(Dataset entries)
.....
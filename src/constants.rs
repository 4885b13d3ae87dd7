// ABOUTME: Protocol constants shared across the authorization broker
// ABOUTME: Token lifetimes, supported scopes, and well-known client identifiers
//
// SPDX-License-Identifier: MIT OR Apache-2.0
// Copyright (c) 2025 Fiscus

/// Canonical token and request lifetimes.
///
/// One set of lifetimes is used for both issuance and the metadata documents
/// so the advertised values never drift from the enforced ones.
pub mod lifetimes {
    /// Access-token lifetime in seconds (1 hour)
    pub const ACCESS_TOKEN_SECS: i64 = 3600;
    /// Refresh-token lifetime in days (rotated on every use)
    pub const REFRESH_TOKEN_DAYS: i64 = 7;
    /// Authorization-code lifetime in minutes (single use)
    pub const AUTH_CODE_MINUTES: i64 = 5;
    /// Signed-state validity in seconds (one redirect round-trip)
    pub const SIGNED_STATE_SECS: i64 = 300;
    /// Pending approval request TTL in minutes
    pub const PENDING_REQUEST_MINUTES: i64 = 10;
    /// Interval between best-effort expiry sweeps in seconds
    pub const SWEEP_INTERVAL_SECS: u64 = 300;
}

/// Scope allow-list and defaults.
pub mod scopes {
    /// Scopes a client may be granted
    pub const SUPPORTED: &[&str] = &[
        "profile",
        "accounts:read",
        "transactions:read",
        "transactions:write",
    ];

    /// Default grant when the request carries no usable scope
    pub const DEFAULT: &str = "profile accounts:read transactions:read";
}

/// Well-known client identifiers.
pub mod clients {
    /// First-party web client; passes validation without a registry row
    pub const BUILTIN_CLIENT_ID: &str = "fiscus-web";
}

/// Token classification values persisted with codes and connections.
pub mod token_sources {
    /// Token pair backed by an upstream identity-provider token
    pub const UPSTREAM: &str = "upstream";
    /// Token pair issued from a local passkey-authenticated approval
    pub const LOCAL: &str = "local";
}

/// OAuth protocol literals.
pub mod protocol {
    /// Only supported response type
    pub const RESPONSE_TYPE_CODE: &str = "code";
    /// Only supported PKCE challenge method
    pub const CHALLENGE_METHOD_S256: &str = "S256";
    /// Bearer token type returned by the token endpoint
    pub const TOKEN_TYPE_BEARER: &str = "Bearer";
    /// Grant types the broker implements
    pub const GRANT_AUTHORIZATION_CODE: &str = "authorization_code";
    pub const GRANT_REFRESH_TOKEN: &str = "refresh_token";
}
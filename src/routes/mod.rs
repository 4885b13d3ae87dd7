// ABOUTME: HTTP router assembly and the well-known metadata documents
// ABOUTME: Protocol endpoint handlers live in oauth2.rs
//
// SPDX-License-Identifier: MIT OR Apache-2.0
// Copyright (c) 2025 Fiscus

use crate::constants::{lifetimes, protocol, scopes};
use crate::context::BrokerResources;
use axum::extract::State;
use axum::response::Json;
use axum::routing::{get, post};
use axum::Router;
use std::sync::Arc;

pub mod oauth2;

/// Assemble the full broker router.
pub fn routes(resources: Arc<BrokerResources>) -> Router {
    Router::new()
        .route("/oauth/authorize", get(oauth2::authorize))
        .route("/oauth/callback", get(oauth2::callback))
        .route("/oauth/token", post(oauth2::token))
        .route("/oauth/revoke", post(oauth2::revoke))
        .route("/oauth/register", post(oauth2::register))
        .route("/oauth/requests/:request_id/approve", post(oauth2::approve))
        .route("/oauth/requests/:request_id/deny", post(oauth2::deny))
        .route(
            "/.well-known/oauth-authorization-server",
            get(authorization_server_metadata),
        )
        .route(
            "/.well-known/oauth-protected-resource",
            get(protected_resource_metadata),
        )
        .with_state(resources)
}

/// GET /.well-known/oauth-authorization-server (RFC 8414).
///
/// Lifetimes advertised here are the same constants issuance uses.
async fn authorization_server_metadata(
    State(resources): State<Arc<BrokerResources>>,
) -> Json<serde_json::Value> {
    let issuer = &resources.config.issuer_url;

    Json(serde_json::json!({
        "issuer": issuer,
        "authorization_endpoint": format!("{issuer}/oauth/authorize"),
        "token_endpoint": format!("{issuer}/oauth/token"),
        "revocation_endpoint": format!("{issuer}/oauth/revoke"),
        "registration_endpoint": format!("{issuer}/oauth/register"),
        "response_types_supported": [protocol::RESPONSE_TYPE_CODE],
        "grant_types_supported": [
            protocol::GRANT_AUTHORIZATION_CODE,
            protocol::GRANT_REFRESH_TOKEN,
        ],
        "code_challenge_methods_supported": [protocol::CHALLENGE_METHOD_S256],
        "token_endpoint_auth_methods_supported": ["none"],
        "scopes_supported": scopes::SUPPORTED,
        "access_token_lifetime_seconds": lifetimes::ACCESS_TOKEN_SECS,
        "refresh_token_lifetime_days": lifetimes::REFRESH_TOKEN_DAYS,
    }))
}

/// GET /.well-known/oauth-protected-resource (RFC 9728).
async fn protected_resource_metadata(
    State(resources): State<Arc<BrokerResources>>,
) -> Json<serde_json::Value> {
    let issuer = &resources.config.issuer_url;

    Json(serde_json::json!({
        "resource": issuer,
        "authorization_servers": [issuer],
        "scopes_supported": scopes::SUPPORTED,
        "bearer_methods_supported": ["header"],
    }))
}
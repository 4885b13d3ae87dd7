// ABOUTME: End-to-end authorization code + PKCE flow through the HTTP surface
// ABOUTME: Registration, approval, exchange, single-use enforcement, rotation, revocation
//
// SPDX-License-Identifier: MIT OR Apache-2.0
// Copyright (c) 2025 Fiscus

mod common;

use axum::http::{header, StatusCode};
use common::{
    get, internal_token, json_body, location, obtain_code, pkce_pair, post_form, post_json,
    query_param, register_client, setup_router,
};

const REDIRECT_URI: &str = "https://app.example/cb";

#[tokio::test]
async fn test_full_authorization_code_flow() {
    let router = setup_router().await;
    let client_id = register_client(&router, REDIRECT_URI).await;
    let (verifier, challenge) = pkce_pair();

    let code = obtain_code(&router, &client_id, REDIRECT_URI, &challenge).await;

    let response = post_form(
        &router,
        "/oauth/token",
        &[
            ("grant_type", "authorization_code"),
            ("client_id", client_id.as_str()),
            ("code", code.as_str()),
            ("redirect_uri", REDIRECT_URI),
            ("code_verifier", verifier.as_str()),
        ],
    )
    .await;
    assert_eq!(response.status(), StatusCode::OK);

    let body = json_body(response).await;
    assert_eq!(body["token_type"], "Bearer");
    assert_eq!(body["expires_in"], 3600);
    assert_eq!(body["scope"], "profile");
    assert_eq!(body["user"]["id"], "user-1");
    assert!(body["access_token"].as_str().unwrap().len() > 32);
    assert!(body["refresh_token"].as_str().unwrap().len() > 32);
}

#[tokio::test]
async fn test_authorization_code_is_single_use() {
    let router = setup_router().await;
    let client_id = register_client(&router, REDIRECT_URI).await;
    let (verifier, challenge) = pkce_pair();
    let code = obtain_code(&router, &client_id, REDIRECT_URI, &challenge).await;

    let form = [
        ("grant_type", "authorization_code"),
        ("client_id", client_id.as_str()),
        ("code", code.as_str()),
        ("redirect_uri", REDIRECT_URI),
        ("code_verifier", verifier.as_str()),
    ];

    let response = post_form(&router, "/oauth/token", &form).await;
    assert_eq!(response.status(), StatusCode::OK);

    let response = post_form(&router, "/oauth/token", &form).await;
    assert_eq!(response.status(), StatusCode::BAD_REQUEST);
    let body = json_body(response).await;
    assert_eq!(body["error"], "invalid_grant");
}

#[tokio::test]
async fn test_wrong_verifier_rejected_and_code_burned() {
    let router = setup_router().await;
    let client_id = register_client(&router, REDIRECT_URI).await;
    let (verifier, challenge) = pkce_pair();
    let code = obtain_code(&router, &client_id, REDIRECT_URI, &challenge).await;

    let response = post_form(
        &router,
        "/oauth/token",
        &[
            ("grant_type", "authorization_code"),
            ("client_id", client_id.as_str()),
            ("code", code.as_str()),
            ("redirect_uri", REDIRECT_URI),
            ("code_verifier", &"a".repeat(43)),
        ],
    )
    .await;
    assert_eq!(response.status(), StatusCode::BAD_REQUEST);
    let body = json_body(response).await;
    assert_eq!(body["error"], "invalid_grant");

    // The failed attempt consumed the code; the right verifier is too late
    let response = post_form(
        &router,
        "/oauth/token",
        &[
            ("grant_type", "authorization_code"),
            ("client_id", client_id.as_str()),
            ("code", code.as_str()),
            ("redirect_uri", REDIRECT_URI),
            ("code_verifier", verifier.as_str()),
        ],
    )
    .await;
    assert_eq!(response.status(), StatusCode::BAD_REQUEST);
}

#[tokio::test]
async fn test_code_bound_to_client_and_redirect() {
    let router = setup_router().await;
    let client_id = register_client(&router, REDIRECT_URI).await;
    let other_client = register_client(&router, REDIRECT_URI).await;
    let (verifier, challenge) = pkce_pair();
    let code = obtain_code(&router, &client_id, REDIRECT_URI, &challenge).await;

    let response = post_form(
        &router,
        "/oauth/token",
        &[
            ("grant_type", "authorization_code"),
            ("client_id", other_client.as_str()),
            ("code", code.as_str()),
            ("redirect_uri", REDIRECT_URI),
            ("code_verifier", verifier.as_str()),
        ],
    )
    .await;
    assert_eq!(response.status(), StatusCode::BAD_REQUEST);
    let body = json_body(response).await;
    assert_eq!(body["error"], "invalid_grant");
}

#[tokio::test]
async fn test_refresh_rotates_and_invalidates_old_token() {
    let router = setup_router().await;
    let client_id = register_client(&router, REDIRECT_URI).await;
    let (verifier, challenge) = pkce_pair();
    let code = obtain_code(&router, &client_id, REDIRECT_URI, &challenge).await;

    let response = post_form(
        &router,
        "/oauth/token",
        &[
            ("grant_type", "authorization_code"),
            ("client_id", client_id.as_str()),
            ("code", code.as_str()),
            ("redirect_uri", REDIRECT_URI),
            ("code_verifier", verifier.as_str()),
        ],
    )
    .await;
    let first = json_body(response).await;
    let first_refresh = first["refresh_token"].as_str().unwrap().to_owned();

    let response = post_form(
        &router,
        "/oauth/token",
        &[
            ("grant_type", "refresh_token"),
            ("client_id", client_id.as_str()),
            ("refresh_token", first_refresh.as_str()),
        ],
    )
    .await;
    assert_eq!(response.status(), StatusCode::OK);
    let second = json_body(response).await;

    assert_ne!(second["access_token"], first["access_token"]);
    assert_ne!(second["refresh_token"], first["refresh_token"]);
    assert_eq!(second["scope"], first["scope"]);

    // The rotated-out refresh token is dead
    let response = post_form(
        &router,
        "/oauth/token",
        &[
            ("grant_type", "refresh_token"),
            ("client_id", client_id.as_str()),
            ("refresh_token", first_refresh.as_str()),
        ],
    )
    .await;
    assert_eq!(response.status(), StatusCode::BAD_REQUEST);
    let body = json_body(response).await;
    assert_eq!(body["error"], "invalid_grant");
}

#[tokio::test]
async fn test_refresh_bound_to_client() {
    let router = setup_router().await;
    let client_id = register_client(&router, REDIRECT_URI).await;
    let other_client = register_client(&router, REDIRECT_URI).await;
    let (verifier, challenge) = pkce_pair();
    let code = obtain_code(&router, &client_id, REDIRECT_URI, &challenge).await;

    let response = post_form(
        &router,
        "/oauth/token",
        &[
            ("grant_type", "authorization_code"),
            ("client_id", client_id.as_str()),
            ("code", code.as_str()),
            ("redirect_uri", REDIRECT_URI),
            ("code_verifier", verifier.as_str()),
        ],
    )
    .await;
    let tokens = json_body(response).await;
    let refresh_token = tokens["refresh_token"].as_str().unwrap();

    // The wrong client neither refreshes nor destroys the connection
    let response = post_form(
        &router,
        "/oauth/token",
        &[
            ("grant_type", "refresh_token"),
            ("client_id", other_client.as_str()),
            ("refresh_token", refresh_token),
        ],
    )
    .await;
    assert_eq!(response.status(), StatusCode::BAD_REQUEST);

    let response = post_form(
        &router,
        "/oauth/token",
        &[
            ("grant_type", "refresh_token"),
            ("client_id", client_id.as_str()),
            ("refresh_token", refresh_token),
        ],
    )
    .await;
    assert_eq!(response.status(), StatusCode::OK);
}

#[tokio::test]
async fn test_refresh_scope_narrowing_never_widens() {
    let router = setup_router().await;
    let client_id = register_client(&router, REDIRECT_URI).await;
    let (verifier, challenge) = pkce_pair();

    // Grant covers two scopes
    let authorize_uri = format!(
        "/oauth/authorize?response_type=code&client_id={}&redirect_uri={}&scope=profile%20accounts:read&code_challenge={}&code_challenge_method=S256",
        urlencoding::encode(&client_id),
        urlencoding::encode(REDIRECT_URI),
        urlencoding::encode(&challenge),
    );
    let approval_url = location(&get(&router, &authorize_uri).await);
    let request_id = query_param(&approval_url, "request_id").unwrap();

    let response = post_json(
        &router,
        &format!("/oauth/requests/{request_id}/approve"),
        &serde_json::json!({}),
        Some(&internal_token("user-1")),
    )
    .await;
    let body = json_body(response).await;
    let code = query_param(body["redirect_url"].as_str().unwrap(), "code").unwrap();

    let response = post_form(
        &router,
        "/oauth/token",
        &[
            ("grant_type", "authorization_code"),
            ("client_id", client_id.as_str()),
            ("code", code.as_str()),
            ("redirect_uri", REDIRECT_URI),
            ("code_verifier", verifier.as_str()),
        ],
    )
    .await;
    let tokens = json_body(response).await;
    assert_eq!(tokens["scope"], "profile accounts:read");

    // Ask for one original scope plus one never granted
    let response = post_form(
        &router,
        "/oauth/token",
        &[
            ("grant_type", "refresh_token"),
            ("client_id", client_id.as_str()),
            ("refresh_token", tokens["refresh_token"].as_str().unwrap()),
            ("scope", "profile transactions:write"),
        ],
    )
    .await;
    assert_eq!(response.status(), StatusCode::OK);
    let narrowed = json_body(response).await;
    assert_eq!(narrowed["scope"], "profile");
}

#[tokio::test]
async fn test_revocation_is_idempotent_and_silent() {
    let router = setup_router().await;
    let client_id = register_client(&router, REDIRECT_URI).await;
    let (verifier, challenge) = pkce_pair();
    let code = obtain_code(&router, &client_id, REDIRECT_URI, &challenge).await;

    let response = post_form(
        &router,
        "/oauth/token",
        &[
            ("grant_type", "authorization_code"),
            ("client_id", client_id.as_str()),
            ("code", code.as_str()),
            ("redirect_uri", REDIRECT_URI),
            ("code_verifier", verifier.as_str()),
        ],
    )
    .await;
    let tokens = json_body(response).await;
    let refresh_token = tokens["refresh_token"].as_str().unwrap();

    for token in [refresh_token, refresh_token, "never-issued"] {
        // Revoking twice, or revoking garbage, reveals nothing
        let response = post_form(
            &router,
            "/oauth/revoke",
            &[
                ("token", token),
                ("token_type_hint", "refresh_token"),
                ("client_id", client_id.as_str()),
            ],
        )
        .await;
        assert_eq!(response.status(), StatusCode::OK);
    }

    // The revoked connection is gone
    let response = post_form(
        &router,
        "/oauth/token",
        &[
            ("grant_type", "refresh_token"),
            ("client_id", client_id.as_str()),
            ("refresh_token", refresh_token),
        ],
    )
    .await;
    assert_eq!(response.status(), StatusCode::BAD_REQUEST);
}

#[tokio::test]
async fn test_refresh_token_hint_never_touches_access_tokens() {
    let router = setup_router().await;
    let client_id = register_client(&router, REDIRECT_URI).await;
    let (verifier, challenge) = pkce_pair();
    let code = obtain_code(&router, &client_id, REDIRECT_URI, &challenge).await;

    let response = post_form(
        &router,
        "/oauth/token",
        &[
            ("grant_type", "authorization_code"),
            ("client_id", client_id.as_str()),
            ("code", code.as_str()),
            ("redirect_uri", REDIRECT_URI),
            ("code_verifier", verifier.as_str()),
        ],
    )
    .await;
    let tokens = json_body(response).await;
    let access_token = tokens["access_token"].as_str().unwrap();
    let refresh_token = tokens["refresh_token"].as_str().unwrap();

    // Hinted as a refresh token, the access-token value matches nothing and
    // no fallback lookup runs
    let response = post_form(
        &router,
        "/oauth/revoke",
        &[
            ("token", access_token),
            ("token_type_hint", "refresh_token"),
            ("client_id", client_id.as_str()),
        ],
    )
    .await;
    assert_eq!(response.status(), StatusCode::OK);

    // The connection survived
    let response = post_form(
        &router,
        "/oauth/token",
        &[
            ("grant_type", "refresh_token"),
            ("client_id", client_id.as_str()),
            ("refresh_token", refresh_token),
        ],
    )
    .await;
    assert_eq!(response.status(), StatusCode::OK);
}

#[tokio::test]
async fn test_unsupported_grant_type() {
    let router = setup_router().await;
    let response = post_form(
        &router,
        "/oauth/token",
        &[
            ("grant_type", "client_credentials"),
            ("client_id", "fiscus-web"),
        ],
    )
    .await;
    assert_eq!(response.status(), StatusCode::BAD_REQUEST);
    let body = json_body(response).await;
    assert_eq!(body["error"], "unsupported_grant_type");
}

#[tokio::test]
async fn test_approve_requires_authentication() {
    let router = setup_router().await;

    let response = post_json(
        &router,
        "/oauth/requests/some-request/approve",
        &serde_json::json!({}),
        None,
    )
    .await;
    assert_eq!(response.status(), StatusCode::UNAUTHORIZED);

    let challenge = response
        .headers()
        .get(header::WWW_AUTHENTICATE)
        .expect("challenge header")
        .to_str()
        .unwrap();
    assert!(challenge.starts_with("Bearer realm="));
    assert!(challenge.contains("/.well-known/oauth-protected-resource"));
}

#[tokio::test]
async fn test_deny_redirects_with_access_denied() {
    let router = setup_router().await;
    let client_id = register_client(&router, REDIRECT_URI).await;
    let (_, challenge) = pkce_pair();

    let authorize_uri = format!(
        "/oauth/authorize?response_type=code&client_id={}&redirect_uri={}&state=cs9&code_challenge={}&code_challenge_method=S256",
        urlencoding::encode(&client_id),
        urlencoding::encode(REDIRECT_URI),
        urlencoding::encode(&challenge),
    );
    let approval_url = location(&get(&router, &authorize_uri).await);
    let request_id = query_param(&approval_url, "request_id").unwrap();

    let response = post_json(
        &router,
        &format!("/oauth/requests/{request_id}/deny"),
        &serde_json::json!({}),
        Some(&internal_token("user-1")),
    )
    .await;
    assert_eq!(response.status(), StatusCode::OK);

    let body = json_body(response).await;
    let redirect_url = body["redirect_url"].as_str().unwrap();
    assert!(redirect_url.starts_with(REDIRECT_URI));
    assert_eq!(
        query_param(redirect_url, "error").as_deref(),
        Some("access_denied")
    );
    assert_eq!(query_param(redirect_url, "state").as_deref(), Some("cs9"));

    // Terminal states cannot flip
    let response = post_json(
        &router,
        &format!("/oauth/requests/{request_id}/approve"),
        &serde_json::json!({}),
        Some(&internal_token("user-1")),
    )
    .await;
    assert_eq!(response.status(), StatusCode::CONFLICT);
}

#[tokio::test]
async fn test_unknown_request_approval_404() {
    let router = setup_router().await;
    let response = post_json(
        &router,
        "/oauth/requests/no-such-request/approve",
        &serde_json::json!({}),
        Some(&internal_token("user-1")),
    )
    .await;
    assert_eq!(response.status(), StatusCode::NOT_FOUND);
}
.....
* **The task**
From the start of the data to the line that holds "pub const ACCESS_TOKEN_SECS: i64 = 3600;", retype each line exactly, with both ends included.

* **Exercise result**
filename src/constants.rs
repository 4885b13d3ae87dd7
// ABOUTME: Protocol constants shared across the authorization broker
// ABOUTME: Token lifetimes, supported scopes, and well-known client identifiers
//
// SPDX-License-Identifier: MIT OR Apache-2.0
// Copyright (c) 2025 Fiscus

/// Canonical token and request lifetimes.
///
/// One set of lifetimes is used for both issuance and the metadata documents
/// so the advertised values never drift from the enforced ones.
pub mod lifetimes {
    /// Access-token lifetime in seconds (1 hour)
    pub const ACCESS_TOKEN_SECS: i64 = 3600;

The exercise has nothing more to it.